His library was the place where nobody was allowed to enter unless he rang for them. This last year his need for privacy had been considerably increased.
If I can not have her, I must at least be allowed to think of her. Surely that is not too much to ask!
The tray was impatiently pushed away and he grasped his glass to take a large gulp of the wine.
Holding the heavy crystal wineglass in his hand, he slowly turned it to catch a sunbeam on the exquisitely facet cut surface. Thereby causing the reflection to place a tiny sparkle in the red liquid.
He took another sip but was careful to recover the brilliance which seemed to have a reviving effect on his frame of mind.
Dreamily gazing at the trapped light he leaned back in his chair, the tension in his body slackened and a tender smile diffused on his face.
Part III--He Wants Nothing But A Little More Liveliness!
True, he had been thinking of Elizabeth Bennet during the days of his search and later meeting and negotiating with Mr. Gardiner -- and Mr. Wickham, to come to a solution. To attain an arrangement that would solve the situation once and for all.
But only briefly, when he needed her image to remind him what he was about, why he was exposing himself to the awful ordeal of being daily in contact with the man he so despised and resented. Whose behaviour towards his innocent sister he could never forgive, though he would try to bear with his company, if circumstances were ever ... demanding it of him.

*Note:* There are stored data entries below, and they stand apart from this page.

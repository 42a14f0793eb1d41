use figment::{
    providers::{Env, Format, Toml},
    Figment,
};
use std::path::Path;

use super::{types::Config, ConfigError};

/// Prefix for environment overrides, e.g. `CARDCATALOG_CATALOG__DATA_DIR`.
pub const ENV_PREFIX: &str = "CARDCATALOG_";

/// Load configuration from file with environment variable overrides
pub fn load_config(path: &Path) -> Result<Config, ConfigError> {
    if !path.exists() {
        return Err(ConfigError::FileNotFound(path.display().to_string()));
    }

    // Field names contain underscores, so sections are split on a double one.
    let config: Config = Figment::new()
        .merge(Toml::file(path))
        .merge(Env::prefixed(ENV_PREFIX).split("__"))
        .extract()
        .map_err(|e| ConfigError::ParseError(e.to_string()))?;

    Ok(config)
}

/// Load configuration from TOML string (useful for testing)
pub fn load_config_from_str(toml_str: &str) -> Result<Config, ConfigError> {
    toml::from_str(toml_str).map_err(|e| ConfigError::ParseError(e.to_string()))
}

Her desperate words of self-reproach had been ringing in his ears. "To think that I might have prevented it! I who knew what he was!"
Those words were more appropriate to make him realise his mistaken pride. Miss Bennet was not to blame. She had merely complied with the wish for secrecy expressed by him in his letter.
He had felt it an absolute necessity to try to provide whatever remedy there could possibly be to this great wrong caused by his selfish reserve.
His mind had been much occupied with matters of economy and legal dispositions those days and the urgent nature of the matter had kept him constantly busy. This had left him little time to indulge in speculations of a more private nature.
His endeavour to keep his head clear and his attention directed to the problems at hand soon enabled him to secure a firm grip on Wickham and he would not risk to loose it on behalf of a momentary weakness or some neglect of his. He shook his head in disbelief at the thought of the mercenary nature and dishonourable mind of his former playmate. The infamous man has no backbone!
Now after they had reached an acceptable agreement, he had allowed her person to occupy most of his thoughts. His love for her once again imbued his whole existence.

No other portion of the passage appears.